17º Domingo – Ano B: 1ª Leitura: 2 Reis 4,42-44; Salmo 144; 2ª Leitura: Efésios 4,1-6; Evangelho: João 6,1-15.
O Evangelho deste domingo faz a abertura da leitura do capítulo 6 de João, o discurso do pão da vida. No Tempo Comum, somos chamados a meditar sobre o viver a partir da vida nova em Cristo, portanto, vamos refletir sobre o mistério da fé, a Eucaristia.
No Segundo Livro dos Reis, encontramos o episódio dos vinte pães para mais de cem pessoas. A pergunta que brota é esta: “Como vou distribuir tão pouco para cem pessoas?” (2Rs 4,43). A resposta do profeta Eliseu, vem pela confiança na Palavra: “Dá ao povo para que coma; pois assim diz o Senhor: ‘Comerão e ainda sobrará’. O homem distribuiu e ainda sobrou, conforme a palavra do Senhor (2Rs 4,44).
O Salmo responsorial canta a confiança de onde nos vem o alimento, o sentido mais profundo de nossa vida: “Todos têm os olhos postos em Vós, e a seu tempo lhes dais o alimento. Abris as vossas mãos, e todos saciais generosamente” (Sl 144, 15-16).
O capítulo seis do Evangelho de João, Jesus nos convida a um êxodo: “Depois disso, Jesus foi para o outro lado do mar da Galileia, ou seja, de Tiberíades. Uma grande multidão o seguia, vendo os sinais que ele fazia a favor dos doentes. Jesus subiu a montanha e sentou-se lá com os seus discípulos” (Jo 6,1-3). Atravessar o mar, recorda o povo de Deus, saindo da escravidão do Egito e entrando no deserto, onde serão alimentados pelo Senhor. O subir a montanha nos mostra que esta páscoa se dá com a entrega total, é a páscoa da cruz.

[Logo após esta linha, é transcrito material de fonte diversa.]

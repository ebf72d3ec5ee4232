//! Error types for pdf-outline.

use std::io;
use thiserror::Error;

/// Result type alias for pdf-outline operations.
pub type Result<T> = std::result::Result<T, Error>;

/// Error types that can occur while extracting runs or building an outline.
#[derive(Error, Debug)]
pub enum Error {
    /// I/O error when reading or writing files.
    #[error("I/O error: {0}")]
    Io(#[from] io::Error),

    /// The file format is not recognized as PDF.
    #[error("Unknown file format: not a valid PDF")]
    UnknownFormat,

    /// The PDF version is not supported.
    #[error("Unsupported PDF version: {0}")]
    UnsupportedVersion(String),

    /// Error parsing PDF structure.
    #[error("PDF parsing error: {0}")]
    PdfParse(String),

    /// The PDF document is encrypted.
    #[error("Document is encrypted")]
    Encrypted,

    /// Page number is out of range.
    #[error("Page {0} is out of range (document has {1} pages)")]
    PageOutOfRange(u32, u32),

    /// A text run cannot be ranked (negative page, non-finite size, missing text).
    ///
    /// The whole document is rejected when this occurs.
    #[error("Malformed text run at index {index}: {reason}")]
    MalformedInput {
        /// Position of the offending run in the input sequence
        index: usize,
        /// What was wrong with it
        reason: String,
    },

    /// Error during rendering.
    #[error("Rendering error: {0}")]
    Render(String),

    /// JSON encoding or decoding error.
    #[error("JSON error: {0}")]
    Json(#[from] serde_json::Error),

    /// Generic error with message.
    #[error("{0}")]
    Other(String),
}

impl Error {
    /// Build a [`Error::MalformedInput`] for the run at `index`.
    pub fn malformed(index: usize, reason: impl Into<String>) -> Self {
        Error::MalformedInput {
            index,
            reason: reason.into(),
        }
    }
}

impl From<lopdf::Error> for Error {
    fn from(err: lopdf::Error) -> Self {
        match err {
            lopdf::Error::IO(e) => Error::Io(e),
            lopdf::Error::Decryption(_) => Error::Encrypted,
            _ => Error::PdfParse(err.to_string()),
        }
    }
}
//! # pdf-outline
//!
//! Infer a document title and a leveled heading outline from the font sizes
//! of a PDF's text.
//!
//! Documents without structure tags still tend to set titles and headings in
//! larger type than body text. This crate extracts every text run with its
//! size and enclosing line, ranks the distinct line sizes (largest = title,
//! next = H1, ...), filters lines by shape and assembles a deduplicated
//! outline.
//!
//! ## Quick Start
//!
//! ```no_run
//! use pdf_outline::{extract_outline, render};
//!
//! fn main() -> pdf_outline::Result<()> {
//!     let outline = extract_outline("document.pdf")?;
//!     println!("{}", render::to_json(&outline, render::JsonFormat::Pretty)?);
//!     Ok(())
//! }
//! ```
//!
//! The inference stage works on plain [`TextRun`] values, so runs from any
//! source can be fed to [`outline_from_runs`].

pub mod analysis;
pub mod batch;
pub mod detect;
pub mod error;
pub mod model;
pub mod parser;
pub mod render;

// Re-export commonly used types
pub use analysis::{
    assemble, build_mapping, is_plausible_heading, LevelMapping, LevelOptions, OutlineAssembler,
    OutlineOptions, RankingPolicy,
};
pub use batch::{process_directory, BatchEvent, BatchOptions, BatchReport};
pub use error::{Error, Result};
pub use model::{FontSize, Heading, Level, Outline, TextRun};
pub use parser::{ErrorMode, ExtractOptions, PageSelection, RunExtractor};
pub use render::JsonFormat;

use std::path::Path;

/// Extract the text runs of a PDF file.
///
/// # Example
///
/// ```no_run
/// let runs = pdf_outline::extract_runs("document.pdf").unwrap();
/// println!("{} runs", runs.len());
/// ```
pub fn extract_runs<P: AsRef<Path>>(path: P) -> Result<Vec<TextRun>> {
    RunExtractor::open(path)?.extract()
}

/// Extract the text runs of a PDF file with custom options.
pub fn extract_runs_with_options<P: AsRef<Path>>(
    path: P,
    options: ExtractOptions,
) -> Result<Vec<TextRun>> {
    RunExtractor::open_with_options(path, options)?.extract()
}

/// Infer the outline of a PDF file.
///
/// # Example
///
/// ```no_run
/// use pdf_outline::extract_outline;
///
/// let outline = extract_outline("document.pdf").unwrap();
/// for heading in &outline.headings {
///     println!("{} {} (page {})", heading.level, heading.text, heading.page);
/// }
/// ```
pub fn extract_outline<P: AsRef<Path>>(path: P) -> Result<Outline> {
    PdfOutline::new().extract(path)
}

/// Infer the outline of a PDF held in memory.
pub fn extract_outline_from_bytes(data: &[u8]) -> Result<Outline> {
    PdfOutline::new().extract_bytes(data)
}

/// Infer an outline from runs produced elsewhere.
///
/// # Example
///
/// ```
/// use pdf_outline::{outline_from_runs, Level, TextRun};
///
/// let runs = vec![
///     TextRun::new("Annual Report", 24.0, 0),
///     TextRun::new("Summary", 14.0, 0),
///     TextRun::new("Revenue grew.", 10.0, 0),
/// ];
/// let outline = outline_from_runs(&runs).unwrap();
/// assert_eq!(outline.title, "Annual Report");
/// assert_eq!(outline.headings[0].level, Level::H1);
/// ```
pub fn outline_from_runs(runs: &[TextRun]) -> Result<Outline> {
    assemble(runs)
}

/// Infer the outline of a PDF file on tokio's blocking pool.
#[cfg(feature = "async")]
pub async fn extract_outline_async<P: AsRef<Path>>(path: P) -> Result<Outline> {
    let path = path.as_ref().to_path_buf();
    tokio::task::spawn_blocking(move || extract_outline(path))
        .await
        .map_err(|e| Error::Other(format!("outline task failed: {}", e)))?
}

/// Builder combining extraction and outline options.
///
/// # Example
///
/// ```no_run
/// use pdf_outline::{PageSelection, PdfOutline};
///
/// let outline = PdfOutline::new()
///     .lenient()
///     .with_pages(PageSelection::Range(1..=20))
///     .with_max_heading_chars(120)
///     .extract("document.pdf")?;
/// # Ok::<(), pdf_outline::Error>(())
/// ```
#[derive(Debug, Clone, Default)]
pub struct PdfOutline {
    extract_options: ExtractOptions,
    outline_options: OutlineOptions,
}

impl PdfOutline {
    /// Create a new builder.
    pub fn new() -> Self {
        Self::default()
    }

    /// Skip pages that fail to decode.
    pub fn lenient(mut self) -> Self {
        self.extract_options = self.extract_options.lenient();
        self
    }

    /// Decode pages on the current thread only.
    pub fn sequential(mut self) -> Self {
        self.extract_options = self.extract_options.sequential();
        self
    }

    /// Restrict extraction to some pages (1-indexed).
    ///
    /// Levels are ranked over the selected pages only, and the title is
    /// empty unless page 1 is selected.
    pub fn with_pages(mut self, pages: PageSelection) -> Self {
        self.extract_options = self.extract_options.with_pages(pages);
        self
    }

    /// Set the rank ordering policy.
    pub fn with_ranking(mut self, ranking: RankingPolicy) -> Self {
        self.outline_options = self.outline_options.with_ranking(ranking);
        self
    }

    /// Set the longest accepted heading.
    pub fn with_max_heading_chars(mut self, max: usize) -> Self {
        self.outline_options = self.outline_options.with_max_heading_chars(max);
        self
    }

    /// Replace the extraction options.
    pub fn with_extract_options(mut self, options: ExtractOptions) -> Self {
        self.extract_options = options;
        self
    }

    /// Replace the outline options.
    pub fn with_outline_options(mut self, options: OutlineOptions) -> Self {
        self.outline_options = options;
        self
    }

    /// Extract runs from a PDF file.
    pub fn runs<P: AsRef<Path>>(&self, path: P) -> Result<Vec<TextRun>> {
        RunExtractor::open_with_options(path, self.extract_options.clone())?.extract()
    }

    /// Infer the outline of a PDF file.
    pub fn extract<P: AsRef<Path>>(&self, path: P) -> Result<Outline> {
        let runs = self.runs(path)?;
        self.assemble(&runs)
    }

    /// Infer the outline of a PDF held in memory.
    pub fn extract_bytes(&self, data: &[u8]) -> Result<Outline> {
        let runs =
            RunExtractor::from_bytes_with_options(data, self.extract_options.clone())?.extract()?;
        self.assemble(&runs)
    }

    /// Assemble an outline from runs with this builder's outline options.
    pub fn assemble(&self, runs: &[TextRun]) -> Result<Outline> {
        OutlineAssembler::with_options(self.outline_options.clone()).assemble(runs)
    }
}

Na montanha, Jesus com os discípulos, num gesto característico de oração ao Pai, “levantando os olhos e vendo uma grande multidão que vinha a ele, Jesus disse a Filipe: ‘Onde vamos comprar pão para que estes possam comer?’” (Jo 6,5). Na relação de Jesus com o Pai, está a multidão. Isso recorda o capitulo quatro de João, quando os discípulos tinham ido à cidade, exatamente comprar pão. Quando voltam, estes insistem com Jesus para que coma, mas Ele responde: “Eu tenho um alimento para comer, que vós não conheceis” (Jo 4,32). Os discípulos não entendem se perguntam. Ao que Jesus acrescenta: “O meu alimento é fazer a vontade daquele que me enviou e levar a termo a sua obra” (Jo 4,34). E fica compreensível o levantar os olhos, dentro da missão de Jesus, e claro, para todos nós: “Pois eu vos digo: levantai os olhos e vede os campos, como estão dourados, prontos para a colheita!” (Jo 4,35b). Neste momento, Jesus está preparando-nos para participar de sua missão: “Aquele que colhe já recebe o salário; ele ajunta fruto para a vida eterna. Assim, o que semeia se alegra junto com o que colhe. Pois nisto está certo o provérbio ‘Um é o que semeia e outro é o que colhe’: eu vos enviei para colher o que não é fruto do vosso cansaço; outros se cansaram e vós entrastes no que lhes custou tanto cansaço” (Jo 4,36-38). É o caminho de conversão, para Filipe, para os apóstolos e para todos nós. Sem conhecer Jesus e o mistério de sua cruz e o significado disso na nossa vida e missão, continuaremos com o espanto do apóstolo Filipe: “Nem duzentos denários de pão bastariam para dar um pouquinho a cada um” (Jo 6,7).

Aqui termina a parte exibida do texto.